Also known as hypertension, high blood pressure occurs when the blood flowing through your blood vessels puts excessive pressure or force on the vessels’ walls. You’re considered to have high blood pressure if your readings are consistently higher than 130/80 mm Hg. High blood pressure often doesn’t cause any symptoms, but if left untreated, it is a major risk factor for cardiovascular disease, heart attack, stroke, and kidney failure.
Lifestyle measures, such as making dietary changes, getting regular physical activity, managing stress, and quitting smoking, are typically the first line of treatment. Conventional doctors may recommend medications to treat blood pressure that remains chronically high despite attempts to lower it through lifestyle changes. But even people who take anti-hypertensive drugs can benefit from following a healthy diet.
Indeed, research has found that certain foods may have anti-hypertensive properties. In general, I recommend eating more fruits and vegetables. Produce is high in potassium, which can help counteract the effects of sodium; too much dietary sodium is known to raise blood pressure.
In addition, leafy green vegetables — including spinach, kale, chard, and collard greens — are rich in nitrates, compounds that help dilate blood vessels. Research suggests that people who consume one to two servings of leafy greens a day, experience reductions in blood pressure, at least in the short term.

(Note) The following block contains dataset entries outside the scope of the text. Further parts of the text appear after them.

//! Shared test harness for integration tests.
//!
//! Provides [`TestHarness`], which builds a full [`AppContext`] from a test
//! configuration, and [`RangeResponder`], a wiremock responder that serves
//! an in-memory resource with real byte-range semantics.

#![allow(dead_code)]

use std::net::SocketAddr;
use std::path::Path;
use std::sync::atomic::{AtomicUsize, Ordering};
use std::sync::Arc;
use std::time::Duration;

use vodrelay::config::{Config, MediaMode};
use vodrelay::server::{create_router, AppContext};
use wiremock::{Request, Respond, ResponseTemplate};

/// Test harness wrapping a fully-constructed [`AppContext`].
pub struct TestHarness {
    pub ctx: AppContext,
}

impl TestHarness {
    /// Create a new harness with the default test configuration.
    pub fn new() -> Self {
        Self::with_config(test_config())
    }

    /// Create a new harness with a custom configuration.
    pub fn with_config(config: Config) -> Self {
        let ctx = AppContext::new(config).expect("failed to build app context");
        Self { ctx }
    }

    /// Start an Axum server on a random port and return the harness together
    /// with the bound socket address.
    pub async fn with_server() -> (Self, SocketAddr) {
        Self::with_server_config(test_config()).await
    }

    /// Start an Axum server with custom config on a random port.
    pub async fn with_server_config(config: Config) -> (Self, SocketAddr) {
        let harness = Self::with_config(config);
        let app = create_router(harness.ctx.clone());

        let listener = tokio::net::TcpListener::bind("127.0.0.1:0")
            .await
            .expect("failed to bind random port");
        let addr = listener.local_addr().expect("failed to get local addr");

        tokio::spawn(async move {
            axum::serve(listener, app).await.ok();
        });

        (harness, addr)
    }
}

/// Default configuration with loopback origins allowed, auth off and short
/// timeouts. Tests that exercise auth turn it back on with a token.
pub fn test_config() -> Config {
    let mut config = Config::default();
    config.server.auth.enabled = false;
    config.origin.allow_private_networks = true;
    config.origin.probe_timeout_secs = 2;
    config.origin.request_timeout_secs = 5;
    config.origin.manifest_timeout_secs = 5;
    config.origin.read_idle_timeout_secs = 5;
    config
}

/// Disk mode with chunks under `dir`.
pub fn disk_config(dir: &Path) -> Config {
    let mut config = test_config();
    config.media.mode = MediaMode::Disk;
    let rc = &mut config.media.range_cache;
    rc.dir = dir.to_path_buf();
    rc.chunk_size = 64 * 1024;
    rc.pool_size = 3;
    rc.chunk_timeout_secs = 5;
    rc.retry_delay_ms = 10;
    rc.max_chunk_attempts = 3;
    config
}

/// Deterministic, non-repeating-looking test payload.
pub fn media_bytes(len: usize) -> Vec<u8> {
    (0..len)
        .map(|i| ((i * 31) ^ (i / 251)) as u8)
        .collect()
}

/// `?url=` value for `target`.
pub fn encoded(target: &str) -> String {
    vodrelay_common::encoding::encode_component(target)
}

/// Poll `check` until it holds or `timeout` passes.
pub async fn eventually(timeout: Duration, mut check: impl FnMut() -> bool) -> bool {
    let deadline = tokio::time::Instant::now() + timeout;
    loop {
        if check() {
            return true;
        }
        if tokio::time::Instant::now() >= deadline {
            return false;
        }
        tokio::time::sleep(Duration::from_millis(25)).await;
    }
}

/// Files (not directories) anywhere below `dir`.
pub fn files_below(dir: &Path) -> Vec<std::path::PathBuf> {
    let mut found = Vec::new();
    let Ok(entries) = std::fs::read_dir(dir) else {
        return found;
    };
    for entry in entries.flatten() {
        let path = entry.path();
        if path.is_dir() {
            found.extend(files_below(&path));
        } else {
            found.push(path);
        }
    }
    found
}

/// Serves a byte buffer honouring single `Range` requests.
#[derive(Clone)]
pub struct RangeResponder {
    body: Arc<Vec<u8>>,
    content_type: &'static str,
    ranges: bool,
    head: bool,
    /// Ranged GETs (other than the `bytes=0-0` probe) that answer 500 first.
    failures: Arc<AtomicUsize>,
    delay: Option<Duration>,
}

impl RangeResponder {
    pub fn new(body: Vec<u8>) -> Self {
        Self {
            body: Arc::new(body),
            content_type: "video/mp4",
            ranges: true,
            head: true,
            failures: Arc::new(AtomicUsize::new(0)),
            delay: None,
        }
    }

    /// Ignore `Range` and always answer 200 with the full body.
    pub fn without_ranges(mut self) -> Self {
        self.ranges = false;
        self
    }

    /// Answer HEAD with 405.
    pub fn without_head(mut self) -> Self {
        self.head = false;
        self
    }

    pub fn failing_first(self, n: usize) -> Self {
        self.failures.store(n, Ordering::SeqCst);
        self
    }

    pub fn with_delay(mut self, delay: Duration) -> Self {
        self.delay = Some(delay);
        self
    }

    fn template(&self, status: u16) -> ResponseTemplate {
        let template = ResponseTemplate::new(status).insert_header("content-type", self.content_type);
        let template = if self.ranges {
            template.insert_header("accept-ranges", "bytes")
        } else {
            template
        };
        match self.delay {
            Some(delay) => template.set_delay(delay),
            None => template,
        }
    }

    fn window(&self, header: &str) -> Option<(u64, u64)> {
        let total = self.body.len() as u64;
        let spec = header.trim().strip_prefix("bytes=")?;
        let (start, end) = spec.split_once('-')?;
        let (start, end) = match (start.is_empty(), end.is_empty()) {
            (true, false) => {
                let n: u64 = end.parse().ok()?;
                (total.saturating_sub(n), total - 1)
            }
            (false, true) => (start.parse().ok()?, total - 1),
            (false, false) => (start.parse().ok()?, end.parse::<u64>().ok()?.min(total - 1)),
            (true, true) => return None,
        };
        Some((start, end))
    }
}

impl Respond for RangeResponder {
    fn respond(&self, request: &Request) -> ResponseTemplate {
        let total = self.body.len() as u64;

        if request.method.as_str() == "HEAD" {
            if !self.head {
                return ResponseTemplate::new(405);
            }
            return self.template(200).set_body_bytes(self.body.as_ref().clone());
        }

        let range = request
            .headers
            .get("range")
            .and_then(|v| v.to_str().ok())
            .map(str::to_string);

        let Some(range) = range.filter(|_| self.ranges) else {
            return self.template(200).set_body_bytes(self.body.as_ref().clone());
        };

        if range != "bytes=0-0" {
            let pending = self.failures.load(Ordering::SeqCst);
            if pending > 0
                && self
                    .failures
                    .compare_exchange(pending, pending - 1, Ordering::SeqCst, Ordering::SeqCst)
                    .is_ok()
            {
                return ResponseTemplate::new(500);
            }
        }

        match self.window(&range) {
            Some((start, end)) if start < total && start <= end => self
                .template(206)
                .insert_header("content-range", format!("bytes {start}-{end}/{total}").as_str())
                .set_body_bytes(self.body[start as usize..=end as usize].to_vec()),
            _ => ResponseTemplate::new(416)
                .insert_header("content-range", format!("bytes */{total}").as_str()),
        }
    }
}
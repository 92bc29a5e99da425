//! Query parameters shared by the proxy and media endpoints.

use axum::http::{header, HeaderMap};
use serde::Deserialize;
use vodrelay_common::encoding::{decode_param, ParamKind};
use vodrelay_common::range::parse_size_spec;
use vodrelay_common::{ByteRangeSpec, Error, Result};

use crate::config::{Config, ServerConfig};
use crate::manifest::ContentKind;
use crate::origin::guard::validate_target;
use crate::origin::headers::{outbound_headers, parse_header_blob, randomize_user_agent};
use crate::origin::OriginTarget;

/// `/proxy` query string.
#[derive(Debug, Default, Deserialize)]
pub struct ProxyQuery {
    pub url: Option<String>,
    pub auth: Option<String>,
    #[serde(alias = "header")]
    pub headers: Option<String>,
    #[serde(rename = "type")]
    pub kind: Option<String>,
    pub form: Option<String>,
}

/// `/media` and `/play/:id` query string.
#[derive(Debug, Default, Deserialize)]
pub struct MediaQuery {
    pub url: Option<String>,
    pub auth: Option<String>,
    #[serde(alias = "header")]
    pub headers: Option<String>,
    pub form: Option<String>,
    pub thread: Option<String>,
    pub size: Option<String>,
    /// Send a random browser User-Agent to the origin.
    #[serde(rename = "randUa", alias = "rand_ua")]
    pub rand_ua: Option<String>,
}

/// Query string for endpoints that only take the token.
#[derive(Debug, Default, Deserialize)]
pub struct AuthQuery {
    pub auth: Option<String>,
}

/// `form=base64` forces base64 decoding of `url` and `headers`.
pub fn forces_base64(form: Option<&str>) -> bool {
    form.is_some_and(|f| f.trim().eq_ignore_ascii_case("base64"))
}

/// Decode the `url` parameter into a validated target URL string.
pub fn decode_url_param(raw: Option<&str>, force_base64: bool) -> Result<String> {
    let raw = raw
        .filter(|r| !r.trim().is_empty())
        .ok_or_else(|| Error::invalid_input("missing url parameter"))?;
    decode_param(raw, ParamKind::Url, force_base64)
}

/// Decode the `headers` parameter into name/value pairs.
pub fn decode_headers_param(raw: Option<&str>, force_base64: bool) -> Result<Vec<(String, String)>> {
    match raw.filter(|r| !r.trim().is_empty()) {
        None => Ok(Vec::new()),
        Some(raw) => parse_header_blob(&decode_param(raw, ParamKind::Json, force_base64)?),
    }
}

/// Validate the target URL and build its outbound headers.
///
/// `random_ua` replaces any configured or custom User-Agent with a random
/// browser one.
pub async fn build_target(
    config: &Config,
    url: &str,
    custom_headers: &[(String, String)],
    random_ua: bool,
) -> Result<OriginTarget> {
    let url = validate_target(url, config.origin.allow_private_networks).await?;
    let mut headers = outbound_headers(
        &config.origin.user_agent,
        custom_headers.iter().map(|(k, v)| (k.as_str(), v.as_str())),
    )?;
    if random_ua {
        randomize_user_agent(&mut headers);
    }
    Ok(OriginTarget::new(url, headers))
}

/// Boolean query flags: `1`/`true`/`yes`/`on` and `0`/`false`/`no`/`off`.
pub fn parse_flag(name: &str, raw: Option<&str>) -> Result<bool> {
    match raw.map(|r| r.trim().to_ascii_lowercase()).as_deref() {
        None | Some("" | "0" | "false" | "no" | "off") => Ok(false),
        Some("1" | "true" | "yes" | "on") => Ok(true),
        Some(other) => Err(Error::invalid_input(format!("invalid {name} flag '{other}'"))),
    }
}

/// `type=m3u8|file`
pub fn parse_kind(raw: Option<&str>) -> Result<Option<ContentKind>> {
    match raw.map(|r| r.trim().to_ascii_lowercase()).as_deref() {
        None | Some("") => Ok(None),
        Some("m3u8" | "m3u" | "manifest") => Ok(Some(ContentKind::Manifest)),
        Some("file" | "binary") => Ok(Some(ContentKind::Binary)),
        Some(other) => Err(Error::invalid_input(format!("unknown type '{other}'"))),
    }
}

/// `thread=N`, a positive integer.
pub fn parse_threads(raw: Option<&str>) -> Result<Option<usize>> {
    match raw.map(str::trim).filter(|r| !r.is_empty()) {
        None => Ok(None),
        Some(raw) => match raw.parse::<usize>() {
            Ok(n) if n > 0 => Ok(Some(n)),
            _ => Err(Error::invalid_input(format!("invalid thread count '{raw}'"))),
        },
    }
}

/// `size=256K`
pub fn parse_size(raw: Option<&str>) -> Result<Option<u64>> {
    raw.map(str::trim)
        .filter(|r| !r.is_empty())
        .map(parse_size_spec)
        .transpose()
}

/// The client `Range` header, parsed.
pub fn parse_range(headers: &HeaderMap) -> Result<Option<ByteRangeSpec>> {
    match headers.get(header::RANGE) {
        None => Ok(None),
        Some(value) => {
            let value = value
                .to_str()
                .map_err(|_| Error::invalid_input("Range header is not ASCII"))?;
            ByteRangeSpec::parse(value).map(Some)
        }
    }
}

/// The client `Range` header verbatim, for forwarding.
pub fn raw_range(headers: &HeaderMap) -> Option<String> {
    headers
        .get(header::RANGE)
        .and_then(|v| v.to_str().ok())
        .map(str::to_string)
}

/// Base URL of this proxy as the client sees it, without a trailing slash.
///
/// `server.public_base_url` wins; otherwise it is derived from
/// `X-Forwarded-Proto` / `X-Forwarded-Host` / `Host`.
pub fn proxy_base(config: &ServerConfig, headers: &HeaderMap) -> String {
    if let Some(base) = config.public_base_url.as_deref().filter(|b| !b.is_empty()) {
        return base.trim_end_matches('/').to_string();
    }

    let first = |name: &str| {
        headers
            .get(name)
            .and_then(|v| v.to_str().ok())
            .and_then(|v| v.split(',').next())
            .map(str::trim)
            .filter(|v| !v.is_empty())
            .map(str::to_string)
    };

    let proto = first("x-forwarded-proto").unwrap_or_else(|| "http".to_string());
    let host = first("x-forwarded-host")
        .or_else(|| first(header::HOST.as_str()))
        .unwrap_or_else(|| format!("{}:{}", config.host, config.port));
    format!("{proto}://{host}")
}
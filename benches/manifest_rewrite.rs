//! Benchmarks for manifest rewriting
//!
//! Rewrites media playlists of typical sizes into proxy links.

use criterion::{black_box, criterion_group, criterion_main, BenchmarkId, Criterion, Throughput};
use url::Url;
use vodrelay::manifest::rewrite::rewrite_manifest;
use vodrelay::manifest::LinkContext;

/// A VOD media playlist with `segments` six-second segments.
fn playlist(segments: usize) -> String {
    let mut text = String::from("#EXTM3U\n#EXT-X-VERSION:3\n#EXT-X-TARGETDURATION:6\n");
    for i in 0..segments {
        text.push_str("#EXTINF:6.000,\n");
        text.push_str(&format!("seg-{i:05}.ts?token=abc123&exp=1700000000\n"));
    }
    text.push_str("#EXT-X-ENDLIST\n");
    text
}

fn bench_rewrite(c: &mut Criterion) {
    let base = Url::parse("https://cdn.example.com/vod/title/720p/index.m3u8").unwrap();
    let link = LinkContext {
        proxy_base: "http://127.0.0.1:5757".to_string(),
        auth_token: Some("s3cret".to_string()),
        headers_param: Some(r#"{"Referer":"https://site.example/"}"#.to_string()),
    };

    let mut group = c.benchmark_group("manifest_rewrite");
    for segments in [100, 1000, 5000] {
        let text = playlist(segments);
        group.throughput(Throughput::Bytes(text.len() as u64));
        group.bench_with_input(BenchmarkId::from_parameter(segments), &text, |b, text| {
            b.iter(|| black_box(rewrite_manifest(text, &base, &link)));
        });
    }
    group.finish();
}

criterion_group!(benches, bench_rewrite);
criterion_main!(benches);
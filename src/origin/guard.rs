//! Target validation: scheme check and private-network blocking.

use std::net::{IpAddr, Ipv4Addr};

use url::{Host, Url};
use vodrelay_common::{Error, Result};

/// Parse `raw` and reject targets the proxy must not fetch.
///
/// Non-http(s) URLs are invalid input. Unless `allow_private` is set, hosts
/// named `localhost` or resolving to loopback or private IPv4 ranges are
/// forbidden. Hosts that fail to resolve are let through so the fetch
/// itself reports the origin as unreachable.
pub async fn validate_target(raw: &str, allow_private: bool) -> Result<Url> {
    let url = Url::parse(raw.trim())
        .map_err(|e| Error::invalid_input(format!("invalid url '{raw}': {e}")))?;

    if !matches!(url.scheme(), "http" | "https") {
        return Err(Error::invalid_input(format!(
            "unsupported scheme '{}'",
            url.scheme()
        )));
    }

    let host = url
        .host()
        .ok_or_else(|| Error::invalid_input("url has no host"))?;

    if allow_private {
        return Ok(url);
    }

    let blocked = match host {
        Host::Domain(name) => {
            let name = name.trim_end_matches('.').to_ascii_lowercase();
            if name == "localhost" || name.ends_with(".localhost") {
                true
            } else {
                let port = url.port_or_known_default().unwrap_or(80);
                match tokio::net::lookup_host((name.as_str(), port)).await {
                    Ok(addrs) => addrs.into_iter().any(|addr| is_blocked_ip(addr.ip())),
                    Err(e) => {
                        tracing::debug!(host = %name, error = %e, "Target host did not resolve");
                        false
                    }
                }
            }
        }
        Host::Ipv4(ip) => is_blocked_ipv4(ip),
        Host::Ipv6(ip) => is_blocked_ip(IpAddr::V6(ip)),
    };

    if blocked {
        tracing::warn!(url = %url, "Blocked request to private network target");
        return Err(Error::Forbidden(format!(
            "target host '{}' is on a private network",
            url.host_str().unwrap_or_default()
        )));
    }

    Ok(url)
}

pub(crate) fn is_blocked_ip(ip: IpAddr) -> bool {
    match ip {
        IpAddr::V4(v4) => is_blocked_ipv4(v4),
        IpAddr::V6(v6) => {
            let first = v6.segments()[0];
            v6.is_loopback()
                || v6.is_unspecified()
                // fc00::/7 unique local, fe80::/10 link local
                || (first & 0xfe00) == 0xfc00
                || (first & 0xffc0) == 0xfe80
                || v6.to_ipv4_mapped().is_some_and(is_blocked_ipv4)
        }
    }
}

fn is_blocked_ipv4(ip: Ipv4Addr) -> bool {
    // 10/8, 172.16/12, 192.168/16, 127/8, 169.254/16, 0.0.0.0
    ip.is_private() || ip.is_loopback() || ip.is_link_local() || ip.is_unspecified()
}
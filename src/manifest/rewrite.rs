//! M3U8 link rewriting.

use url::Url;
use vodrelay_common::encoding::encode_component;

/// What every rewritten link must carry back to the proxy.
#[derive(Debug, Clone)]
pub struct LinkContext {
    /// Scheme, host and port of this proxy as seen by the client, no trailing slash.
    pub proxy_base: String,
    pub auth_token: Option<String>,
    /// The `headers` parameter exactly as the client sent it (already query-decoded).
    pub headers_param: Option<String>,
}

impl LinkContext {
    /// `<base>/proxy?url=<enc>&auth=<enc>[&headers=<enc>]`
    pub fn proxy_url(&self, target: &str) -> String {
        let mut link = format!(
            "{}/proxy?url={}&auth={}",
            self.proxy_base,
            encode_component(target),
            encode_component(self.auth_token.as_deref().unwrap_or_default())
        );
        if let Some(headers) = self.headers_param.as_deref().filter(|h| !h.is_empty()) {
            link.push_str("&headers=");
            link.push_str(&encode_component(headers));
        }
        link
    }
}

/// Rewrite every URI line of `text` into a proxy link.
///
/// Comment and blank lines are kept verbatim. URI lines are trimmed and
/// resolved against `manifest_url`; lines that cannot be resolved are kept
/// as they are. The output has exactly as many lines as the input.
pub fn rewrite_manifest(text: &str, manifest_url: &Url, link: &LinkContext) -> String {
    let mut out = String::with_capacity(text.len() * 2);
    for (i, line) in text.split('\n').enumerate() {
        if i > 0 {
            out.push('\n');
        }
        let trimmed = line.trim();
        if trimmed.is_empty() || trimmed.starts_with('#') {
            out.push_str(line);
            continue;
        }

        match manifest_url.join(trimmed) {
            Ok(absolute) if matches!(absolute.scheme(), "http" | "https") => {
                out.push_str(&link.proxy_url(absolute.as_str()));
                if line.ends_with('\r') {
                    out.push('\r');
                }
            }
            _ => {
                tracing::debug!(line = trimmed, "Keeping unresolvable manifest line");
                out.push_str(line);
            }
        }
    }
    out
}

#[cfg(test)]
mod tests {
    use super::*;
    use percent_encoding::percent_decode_str;

    fn ctx() -> LinkContext {
        LinkContext {
            proxy_base: "http://proxy.local:5757".into(),
            auth_token: Some("s3cret".into()),
            headers_param: None,
        }
    }

    fn url_param(link: &str) -> String {
        let query = link.split_once('?').unwrap().1;
        let raw = query
            .split('&')
            .find_map(|kv| kv.strip_prefix("url="))
            .unwrap();
        percent_decode_str(raw).decode_utf8().unwrap().into_owned()
    }

    #[test]
    fn rewrites_relative_segment() {
        let base = Url::parse("http://o.example/a/index.m3u8").unwrap();
        let out = rewrite_manifest("#EXTM3U\n#EXTINF:10,\nseg1.ts\n", &base, &ctx());
        let lines: Vec<&str> = out.split('\n').collect();
        assert_eq!(lines.len(), 4);
        assert_eq!(lines[0], "#EXTM3U");
        assert_eq!(lines[1], "#EXTINF:10,");
        assert!(lines[2].starts_with("http://proxy.local:5757/proxy?url="));
        assert!(lines[2].ends_with("&auth=s3cret"));
        assert_eq!(url_param(lines[2]), "http://o.example/a/seg1.ts");
        assert_eq!(lines[3], "");
    }

    #[test]
    fn absolute_and_root_relative_lines() {
        let base = Url::parse("https://o.example/a/b/index.m3u8").unwrap();
        let text = "https://cdn.example/x.ts?sig=a&b=c\n/root/y.ts\n../up/z.m3u8";
        let out = rewrite_manifest(text, &base, &ctx());
        let decoded: Vec<String> = out.lines().map(url_param).collect();
        assert_eq!(
            decoded,
            vec![
                "https://cdn.example/x.ts?sig=a&b=c",
                "https://o.example/root/y.ts",
                "https://o.example/a/up/z.m3u8",
            ]
        );
    }

    #[test]
    fn preserves_line_count_and_crlf() {
        let base = Url::parse("http://o.example/index.m3u8").unwrap();
        let text = "#EXTM3U\r\n\r\n#EXT-X-KEY:METHOD=NONE\r\n  seg.ts  \r\n";
        let out = rewrite_manifest(text, &base, &ctx());
        assert_eq!(out.split('\n').count(), text.split('\n').count());
        let lines: Vec<&str> = out.split('\n').collect();
        assert_eq!(lines[0], "#EXTM3U\r");
        assert_eq!(lines[2], "#EXT-X-KEY:METHOD=NONE\r");
        assert!(lines[3].ends_with('\r'));
    }

    #[test]
    fn unresolvable_lines_are_kept() {
        let base = Url::parse("http://o.example/index.m3u8").unwrap();
        let out = rewrite_manifest("mailto:someone@example.com", &base, &ctx());
        assert_eq!(out, "mailto:someone@example.com");
    }

    #[test]
    fn headers_param_is_appended_encoded() {
        let link = LinkContext {
            headers_param: Some(r#"{"Referer":"http://r/"}"#.into()),
            ..ctx()
        };
        let out = link.proxy_url("http://o.example/seg.ts");
        assert!(out.contains("&headers=%7B%22Referer%22%3A%22http%3A%2F%2Fr%2F%22%7D"));
    }
}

Nitrates are also present in beets, which likely explains why one study found that people with hypertension who drank about a cup of beet juice a day saw their blood pressure drop by an average of 8/4 mmHg — in many cases, bringing their blood pressure readings within the normal range. Other foods that may help include garlic, bananas, and oats.
Just as there are foods you should increase in your diet, there are foods to cut back on or eliminate altogether. These include processed foods, foods and beverages that are high in caffeine, and alcohol, all of which have been linked to high blood pressure. Processed foods also tend to be high in sodium. Many experts recommend limiting your sodium intake to 1,500 mg a day or less.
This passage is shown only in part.